Search
Close this search box.

 

SuaraKita.org – Sejak tahun 2001, Komisi Nasional Anti Kekerasan terhadap Perempuan (Komnas Perempuan) telah melakukan pendokumentasian data-data kasus kekerasan terhadap perempuan di Indonesia. Pendokumentasian tersebut dilakukan bersama mitra baik pemerintah maupun lembaga masyarakat, ditambah pengaduan langsung ke Komnas Perempuan. 

Sumber data dari pemerintah dan masyarakat tersebar di berbagai wilayah tanah air. Dalam pendokumentasian tersebut ditemukan pola-pola dan bentuk-bentuk kekerasan terhadap perempuan setiap tahunnya. Pola-pola dan bentuk-bentuk kekerasan terhadap perempuan tersebut kemudian menjadi basis rekomendasi Komnas Perempuan untuk tujuan membangun situasi kondusif dan penghapusan kekerasan terhadap perempuan di Tanah Air, yang kemudian diformulasikan menjadi Catatan Tahunan (CATAHU) Komnas Perempuan. 

Setiap tahun CATAHU diluncurkan untuk menyambut peringatan Hari Perempuan Internasional yang diperingati tanggal 8 Maret. Pilihan Hari Perempuan Internasional dilakukan untuk mengambil perhatian berbagai pihak baik di nasional maupun internasional, dan menjadikan bagian dari kampanye penghapusan kekerasan terhadap perempuan.  

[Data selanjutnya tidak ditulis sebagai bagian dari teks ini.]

//! Disease catalog storage.
//!
//! The catalog holds the diseases the matching engine can suggest. Each one has its
//! symptom set and treatment lines. A default catalog is compiled into the binary
//! (and validated by `build.rs`); custom catalogs can be loaded from JSON files.
//!
//! ## Embedded Catalog
//!
//! | Disease         | Symptoms                 | Treatment                     |
//! |-----------------|--------------------------|-------------------------------|
//! | Flu             | fever, fatigue, cough    | rest, paracetamol, hydration  |
//! | COVID-19        | pain, fatigue, cough     | rest, paracetamol, hydration  |
//! | Type 2 diabetes | fever, nausea, headache  | metformin                     |
//!
//! ## Example
//!
//! ```rust,no_run
//! use symptom_dx::DiseaseCatalog;
//!
//! let catalog = DiseaseCatalog::load_embedded().unwrap();
//!
//! for record in catalog.records() {
//!     println!("{}: {} symptoms", record.name, record.symptoms.len());
//! }
//!
//! let flu = catalog.get("Flu");
//! ```
//!
//! ## Custom Catalogs
//!
//! ```rust,no_run
//! use symptom_dx::DiseaseCatalog;
//! use std::path::Path;
//!
//! let json = DiseaseCatalog::load_embedded().unwrap().to_json().unwrap();
//! let custom = DiseaseCatalog::load_from_file(Path::new("my_catalog.json")).unwrap();
//! ```

pub mod store;
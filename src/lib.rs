//! # symptom-dx
//!
//! A library for suggesting a diagnosis from a set of observed symptoms.
//!
//! A clinician ticks the symptoms a patient presents. `symptom-dx` compares that
//! selection against a catalog of known diseases, suggests the disease sharing the most
//! symptoms along with its treatment, and records the confirmed diagnosis for the patient.
//!
//! ## Features
//!
//! - **Overlap matching**: Diseases are ranked by how many selected symptoms they list
//! - **Stable ties**: Equal scores keep catalog order, so results are deterministic
//! - **Unknown fallback**: No overlap yields "Unknown" with advice to consult a physician
//! - **Session lifecycle**: Select, analyze, then save, with one save in flight at a time
//! - **Pluggable persistence**: In-memory, JSON-lines file, or HTTP backend sinks
//!
//! ## Example
//!
//! ```rust
//! use symptom_dx::{DiseaseCatalog, MatchingEngine, SelectionSet};
//!
//! // Load the embedded catalog of known diseases
//! let catalog = DiseaseCatalog::load_embedded().unwrap();
//!
//! let selection: SelectionSet = ["fatigue", "cough"].into_iter().collect();
//!
//! let engine = MatchingEngine::new(&catalog);
//! let result = engine.analyze(&selection).unwrap();
//!
//! assert_eq!(result.name(), "Flu");
//! println!("{}: {}", result.name(), result.treatment().join(", "));
//! ```
//!
//! ## Modules
//!
//! - [`catalog`]: Disease catalog storage and validation
//! - [`core`]: Core data types for symptoms, diseases, and selections
//! - [`matching`]: Matching engine and scoring
//! - [`session`]: Diagnosis session state machine
//! - [`persist`]: Sinks that record confirmed diagnoses
//! - [`cli`]: Command-line interface implementation
//! - [`web`]: JSON HTTP API

pub mod catalog;
pub mod cli;
pub mod core;
pub mod matching;
pub mod persist;
pub mod session;
pub mod utils;
pub mod web;

// Re-export commonly used types for convenience
pub use catalog::store::{CatalogError, DiseaseCatalog};
pub use core::disease::DiseaseRecord;
pub use core::selection::SelectionSet;
pub use core::types::*;
pub use matching::engine::{MatchResult, MatchingConfig, MatchingEngine};
pub use persist::{DiagnosisRecord, PersistenceError, PersistenceSink};
pub use session::{DiagnosisSession, SessionError, SessionState};
pub use utils::validation::ValidationError;
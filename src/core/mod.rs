//! Core data types for symptom-based diagnosis suggestions.
//!
//! This module provides the fundamental types used throughout the library:
//!
//! - [`Symptom`]: An identifier drawn from the catalog vocabulary
//! - [`DiseaseRecord`]: A catalog entry with its symptom set and treatment lines
//! - [`SelectionSet`]: The symptoms a caller has selected in one session
//! - [`PatientId`], [`MatchKind`]: Identifiers and result classification types
//!
//! ## Symptom Identity
//!
//! Symptoms are compared by **exact string equality**. `"fever"`, `"Fever"` and
//! `"fièvre"` are three different symptoms; a catalog and its callers must agree on
//! one spelling through the catalog vocabulary.
//!
//! [`Symptom`]: types::Symptom
//! [`DiseaseRecord`]: disease::DiseaseRecord
//! [`SelectionSet`]: selection::SelectionSet
//! [`PatientId`]: types::PatientId
//! [`MatchKind`]: types::MatchKind

pub mod disease;
pub mod selection;
pub mod types;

Tahun 2023 CATAHU Komnas Perempuan diadakan secara hybrid, bertempat di Hotel Santika Premiere Hayam Wuruk, Jakarta, masyarakat juga dapat menonton acara tersebut melalui kanal YouTube Komnas Perempuan pada hari Selasa (7/3) kemarin. 

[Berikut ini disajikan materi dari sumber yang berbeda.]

use serde::Serialize;

use crate::core::disease::DiseaseRecord;
use crate::core::selection::SelectionSet;

/// Convert a symptom count to f64 for ratio calculations.
///
/// Counts here are bounded by catalog and selection sizes, far below f64's exact
/// integer range.
#[inline]
fn count_to_f64(count: usize) -> f64 {
    #[allow(clippy::cast_precision_loss)]
    {
        count as f64
    }
}

/// Overlap between a selection and one disease
#[derive(Debug, Clone, Copy, PartialEq, Serialize)]
pub struct DiseaseScore {
    /// |disease symptoms ∩ selection|; the only value used for ranking
    pub match_count: usize,

    /// Fraction of the selection explained by the disease
    pub selection_coverage: f64,

    /// Fraction of the disease's symptoms present in the selection
    pub disease_coverage: f64,
}

impl DiseaseScore {
    /// Score a disease against a selection.
    ///
    /// Catalog records carry no repeated symptoms, so counting the disease's symptoms
    /// found in the selection is the intersection cardinality.
    #[must_use]
    pub fn calculate(selection: &SelectionSet, disease: &DiseaseRecord) -> Self {
        let match_count = match_count(selection, disease);

        let selection_coverage = if selection.is_empty() {
            0.0
        } else {
            count_to_f64(match_count) / count_to_f64(selection.len())
        };

        let disease_coverage = if disease.symptoms.is_empty() {
            0.0
        } else {
            count_to_f64(match_count) / count_to_f64(disease.symptoms.len())
        };

        Self {
            match_count,
            selection_coverage,
            disease_coverage,
        }
    }

    /// The score reported for the fallback suggestion
    #[must_use]
    pub fn none() -> Self {
        Self {
            match_count: 0,
            selection_coverage: 0.0,
            disease_coverage: 0.0,
        }
    }
}

/// Number of the disease's symptoms present in the selection
#[must_use]
pub fn match_count(selection: &SelectionSet, disease: &DiseaseRecord) -> usize {
    disease
        .symptoms
        .iter()
        .filter(|s| selection.contains(s))
        .count()
}

#[cfg(test)]
mod tests {
    use super::*;

    fn flu() -> DiseaseRecord {
        DiseaseRecord::new("Flu").with_symptoms(["fever", "fatigue", "cough"])
    }

    #[test]
    fn test_match_count_is_intersection_size() {
        let selection: SelectionSet = ["fatigue", "cough", "headache"].into_iter().collect();
        assert_eq!(match_count(&selection, &flu()), 2);
    }

    #[test]
    fn test_no_overlap() {
        let selection: SelectionSet = ["nausea"].into_iter().collect();
        let score = DiseaseScore::calculate(&selection, &flu());
        assert_eq!(score.match_count, 0);
        assert!(score.selection_coverage.abs() < f64::EPSILON);
        assert!(score.disease_coverage.abs() < f64::EPSILON);
    }

    #[test]
    fn test_coverage_ratios() {
        let selection: SelectionSet = ["fever", "nausea"].into_iter().collect();
        let score = DiseaseScore::calculate(&selection, &flu());

        assert_eq!(score.match_count, 1);
        assert!((score.selection_coverage - 0.5).abs() < 1e-9);
        assert!((score.disease_coverage - 1.0 / 3.0).abs() < 1e-9);
    }

    #[test]
    fn test_empty_selection_scores_zero() {
        let score = DiseaseScore::calculate(&SelectionSet::new(), &flu());
        assert_eq!(score, DiseaseScore::none());
    }
}
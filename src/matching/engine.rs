use serde::Serialize;

use crate::catalog::store::DiseaseCatalog;
use crate::core::disease::DiseaseRecord;
use crate::core::selection::SelectionSet;
use crate::core::types::MatchKind;
use crate::matching::scoring::DiseaseScore;
use crate::utils::validation::ValidationError;

/// Suggestion produced by one analysis
#[derive(Debug, Clone, PartialEq, Eq, Serialize)]
pub struct MatchResult {
    /// Whether the suggestion is a catalog disease or the fallback
    pub kind: MatchKind,

    /// The suggested disease; the fallback record when nothing matched
    pub disease: DiseaseRecord,

    /// Number of selected symptoms the disease lists; 0 for the fallback
    pub match_count: usize,
}

impl MatchResult {
    #[must_use]
    pub fn matched(disease: &DiseaseRecord, match_count: usize) -> Self {
        Self {
            kind: MatchKind::Matched,
            disease: disease.clone(),
            match_count,
        }
    }

    /// Fallback returned when no catalog disease overlaps the selection
    #[must_use]
    pub fn unknown() -> Self {
        Self {
            kind: MatchKind::Unknown,
            disease: DiseaseRecord::unknown(),
            match_count: 0,
        }
    }

    #[must_use]
    pub fn is_unknown(&self) -> bool {
        self.kind == MatchKind::Unknown
    }

    #[must_use]
    pub fn name(&self) -> &str {
        &self.disease.name
    }

    #[must_use]
    pub fn treatment(&self) -> &[String] {
        &self.disease.treatment
    }
}

/// A catalog disease with its score for a selection
#[derive(Debug, Clone, Serialize)]
pub struct RankedDisease<'a> {
    /// Position in the catalog; the tie-break key
    pub catalog_index: usize,
    pub disease: &'a DiseaseRecord,
    pub score: DiseaseScore,
}

/// Default minimum number of shared symptoms for a disease to be suggested
pub const DEFAULT_MIN_MATCH_COUNT: usize = 1;

/// Configuration for the matching engine
#[derive(Debug, Clone, PartialEq, Eq)]
pub struct MatchingConfig {
    /// Diseases sharing fewer selected symptoms are discarded. Values below 1 are
    /// treated as 1: a disease with no shared symptom is never suggested.
    pub min_match_count: usize,
}

impl Default for MatchingConfig {
    fn default() -> Self {
        Self {
            min_match_count: DEFAULT_MIN_MATCH_COUNT,
        }
    }
}

impl MatchingConfig {
    fn effective_min_match_count(&self) -> usize {
        self.min_match_count.max(1)
    }
}

/// The main matching engine.
///
/// Holds only a shared borrow of the catalog and its configuration, so one engine (or
/// many) can serve any number of concurrent callers.
#[derive(Debug, Clone)]
pub struct MatchingEngine<'a> {
    catalog: &'a DiseaseCatalog,
    config: MatchingConfig,
}

impl<'a> MatchingEngine<'a> {
    /// Create a new matching engine with default configuration
    #[must_use]
    pub fn new(catalog: &'a DiseaseCatalog) -> Self {
        Self {
            catalog,
            config: MatchingConfig::default(),
        }
    }

    /// Create a new matching engine with custom configuration
    #[must_use]
    pub fn with_config(catalog: &'a DiseaseCatalog, config: MatchingConfig) -> Self {
        Self { catalog, config }
    }

    #[must_use]
    pub fn catalog(&self) -> &'a DiseaseCatalog {
        self.catalog
    }

    #[must_use]
    pub fn config(&self) -> &MatchingConfig {
        &self.config
    }

    /// Rank catalog diseases sharing symptoms with the selection.
    ///
    /// Diseases are ordered by match count, highest first. Equal counts keep catalog
    /// order. At most `limit` entries are returned.
    ///
    /// # Errors
    ///
    /// Returns `ValidationError::EmptySelection` if no symptom is selected.
    pub fn rank(
        &self,
        selection: &SelectionSet,
        limit: usize,
    ) -> Result<Vec<RankedDisease<'a>>, ValidationError> {
        if selection.is_empty() {
            return Err(ValidationError::EmptySelection);
        }

        let min_match_count = self.config.effective_min_match_count();

        let mut ranked: Vec<RankedDisease<'a>> = self
            .catalog
            .records()
            .iter()
            .enumerate()
            .map(|(catalog_index, disease)| RankedDisease {
                catalog_index,
                disease,
                score: DiseaseScore::calculate(selection, disease),
            })
            .filter(|r| r.score.match_count >= min_match_count)
            .collect();

        // sort_by is stable: equal counts stay in catalog order
        ranked.sort_by(|a, b| b.score.match_count.cmp(&a.score.match_count));
        ranked.truncate(limit);

        tracing::debug!(
            selected = selection.len(),
            candidates = ranked.len(),
            "Ranked catalog diseases"
        );

        Ok(ranked)
    }

    /// Suggest the best matching disease, or the fallback when none overlaps.
    ///
    /// # Errors
    ///
    /// Returns `ValidationError::EmptySelection` if no symptom is selected.
    pub fn analyze(&self, selection: &SelectionSet) -> Result<MatchResult, ValidationError> {
        let result = self
            .rank(selection, 1)?
            .first()
            .map_or_else(MatchResult::unknown, |best| {
                MatchResult::matched(best.disease, best.score.match_count)
            });

        tracing::debug!(
            disease = %result.name(),
            match_count = result.match_count,
            "Analyzed selection"
        );

        Ok(result)
    }
}

#[cfg(test)]
mod tests {
    use super::*;
    use crate::core::types::Symptom;

    fn two_disease_catalog() -> DiseaseCatalog {
        DiseaseCatalog::from_records(vec![
            DiseaseRecord::new("Flu")
                .with_symptoms(["fever", "fatigue", "cough"])
                .with_treatment(["rest", "paracetamol", "hydration"]),
            DiseaseRecord::new("COVID-19")
                .with_symptoms(["pain", "fatigue", "cough"])
                .with_treatment(["rest", "paracetamol", "hydration"]),
        ])
        .unwrap()
    }

    fn select(symptoms: &[&str]) -> SelectionSet {
        symptoms.iter().copied().collect()
    }

    #[test]
    fn test_tie_goes_to_earlier_catalog_entry() {
        let catalog = two_disease_catalog();
        let engine = MatchingEngine::new(&catalog);

        let result = engine.analyze(&select(&["fatigue", "cough"])).unwrap();
        assert_eq!(result.name(), "Flu");
        assert_eq!(result.match_count, 2);
        assert_eq!(result.kind, MatchKind::Matched);
    }

    #[test]
    fn test_tie_break_follows_catalog_order_not_name() {
        let catalog = DiseaseCatalog::from_records(vec![
            DiseaseRecord::new("Zeta").with_symptoms(["a", "b"]),
            DiseaseRecord::new("Alpha").with_symptoms(["a", "b"]),
        ])
        .unwrap();
        let engine = MatchingEngine::new(&catalog);

        for _ in 0..10 {
            assert_eq!(engine.analyze(&select(&["a", "b"])).unwrap().name(), "Zeta");
        }
    }

    #[test]
    fn test_single_symptom_selects_only_containing_disease() {
        let catalog = two_disease_catalog();
        let engine = MatchingEngine::new(&catalog);

        let result = engine.analyze(&select(&["fever"])).unwrap();
        assert_eq!(result.name(), "Flu");
        assert_eq!(result.match_count, 1);
    }

    #[test]
    fn test_higher_count_beats_catalog_order() {
        let catalog = two_disease_catalog();
        let engine = MatchingEngine::new(&catalog);

        let result = engine.analyze(&select(&["pain", "cough"])).unwrap();
        assert_eq!(result.name(), "COVID-19");
        assert_eq!(result.match_count, 2);
    }

    #[test]
    fn test_no_overlap_returns_unknown() {
        let catalog = two_disease_catalog();
        let engine = MatchingEngine::new(&catalog);

        let result = engine.analyze(&select(&["headache"])).unwrap();
        assert!(result.is_unknown());
        assert_eq!(result.name(), "Unknown");
        assert!(result.disease.symptoms.is_empty());
        assert_eq!(result.treatment(), ["consult a physician".to_string()]);
        assert_eq!(result, MatchResult::unknown());
    }

    #[test]
    fn test_empty_selection_is_rejected() {
        let catalog = two_disease_catalog();
        let engine = MatchingEngine::new(&catalog);

        assert_eq!(
            engine.analyze(&SelectionSet::new()),
            Err(ValidationError::EmptySelection)
        );
        assert!(engine.rank(&SelectionSet::new(), 5).is_err());
    }

    #[test]
    fn test_empty_catalog_always_unknown() {
        let catalog = DiseaseCatalog::new();
        let engine = MatchingEngine::new(&catalog);

        assert!(engine.analyze(&select(&["fever"])).unwrap().is_unknown());
    }

    #[test]
    fn test_repeated_analysis_is_value_equal() {
        let catalog = DiseaseCatalog::load_embedded().unwrap();
        let engine = MatchingEngine::new(&catalog);
        let selection = select(&["fever", "nausea", "cough"]);

        let first = engine.analyze(&selection).unwrap();
        for _ in 0..5 {
            assert_eq!(engine.analyze(&selection).unwrap(), first);
        }
    }

    #[test]
    fn test_selection_outside_vocabulary_is_harmless() {
        let catalog = two_disease_catalog();
        let engine = MatchingEngine::new(&catalog);

        let result = engine.analyze(&select(&["rash", "cough"])).unwrap();
        assert_eq!(result.name(), "Flu");
        assert_eq!(result.match_count, 1);
    }

    #[test]
    fn test_rank_orders_and_limits() {
        let catalog = DiseaseCatalog::load_embedded().unwrap();
        let engine = MatchingEngine::new(&catalog);
        let selection = select(&["fever", "nausea", "headache", "cough"]);

        let ranked = engine.rank(&selection, 10).unwrap();
        let names: Vec<&str> = ranked.iter().map(|r| r.disease.name.as_str()).collect();
        assert_eq!(names, vec!["Type 2 diabetes", "Flu", "COVID-19"]);
        assert_eq!(ranked[0].score.match_count, 3);
        assert_eq!(ranked[1].catalog_index, 0);

        assert_eq!(engine.rank(&selection, 1).unwrap().len(), 1);
    }

    #[test]
    fn test_min_match_count_threshold() {
        let catalog = two_disease_catalog();
        let engine = MatchingEngine::with_config(&catalog, MatchingConfig { min_match_count: 2 });

        assert!(engine.analyze(&select(&["fever"])).unwrap().is_unknown());
        assert_eq!(
            engine.analyze(&select(&["fever", "cough"])).unwrap().name(),
            "Flu"
        );
    }

    #[test]
    fn test_zero_min_match_count_still_discards_non_overlapping() {
        let catalog = two_disease_catalog();
        let engine = MatchingEngine::with_config(&catalog, MatchingConfig { min_match_count: 0 });

        let ranked = engine.rank(&select(&["pain"]), 10).unwrap();
        assert_eq!(ranked.len(), 1);
        assert_eq!(ranked[0].disease.name, "COVID-19");
    }

    #[test]
    fn test_engine_shared_across_threads() {
        let catalog = DiseaseCatalog::load_embedded().unwrap();
        let engine = MatchingEngine::new(&catalog);
        let selection = select(&["fatigue", "cough"]);
        let expected = engine.analyze(&selection).unwrap();

        std::thread::scope(|scope| {
            let handles: Vec<_> = (0..4)
                .map(|_| scope.spawn(|| engine.analyze(&selection).unwrap()))
                .collect();
            for handle in handles {
                assert_eq!(handle.join().unwrap(), expected);
            }
        });
    }

    #[test]
    fn test_symptoms_are_case_sensitive() {
        let catalog = two_disease_catalog();
        let engine = MatchingEngine::new(&catalog);

        let mut selection = SelectionSet::new();
        selection.toggle(Symptom::from("Fever"));
        assert!(engine.analyze(&selection).unwrap().is_unknown());
    }
}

CATAHU Komnas Perempuan 2023  menemukan beberapa hal penting diantaranya kekerasan berbasis gender (KBG) di ranah personal masih mendominasi jenis laporan. Bisa dibilang 99% KBG terjadi di ranah personal. Begitu juga kekerasan di ranah publik. Berdasarkan data pengaduan Komnas Perempuan, kekerasan di ranah publik masih tinggi yakni 1276 kasus. Hal ini menunjukkan bahwa ruang publik belum sepenuhnya aman bagi perempuan. Kekerasan di lembaga pendidikan juga mengalami peningkatan yang tajam dibandingkan dengan tahun sebelumnya dari 12 kasus menjadi 37 kasus. Terkait perkembangan teknologi siber yang begitu cepat, kekerasan siber berbasis gender (KSBG) dan kekerasan seksual berbasis elektronik (KSBE) patut memperoleh perhatian yang lebih seksama. Gentingnya persoalan KSBG dan KSBE juga menjadi perhatian dunia, sehingga menjadi salah satu tema penting dalam pertemuan tingkat menteri Komisi Status Perempuan 2022.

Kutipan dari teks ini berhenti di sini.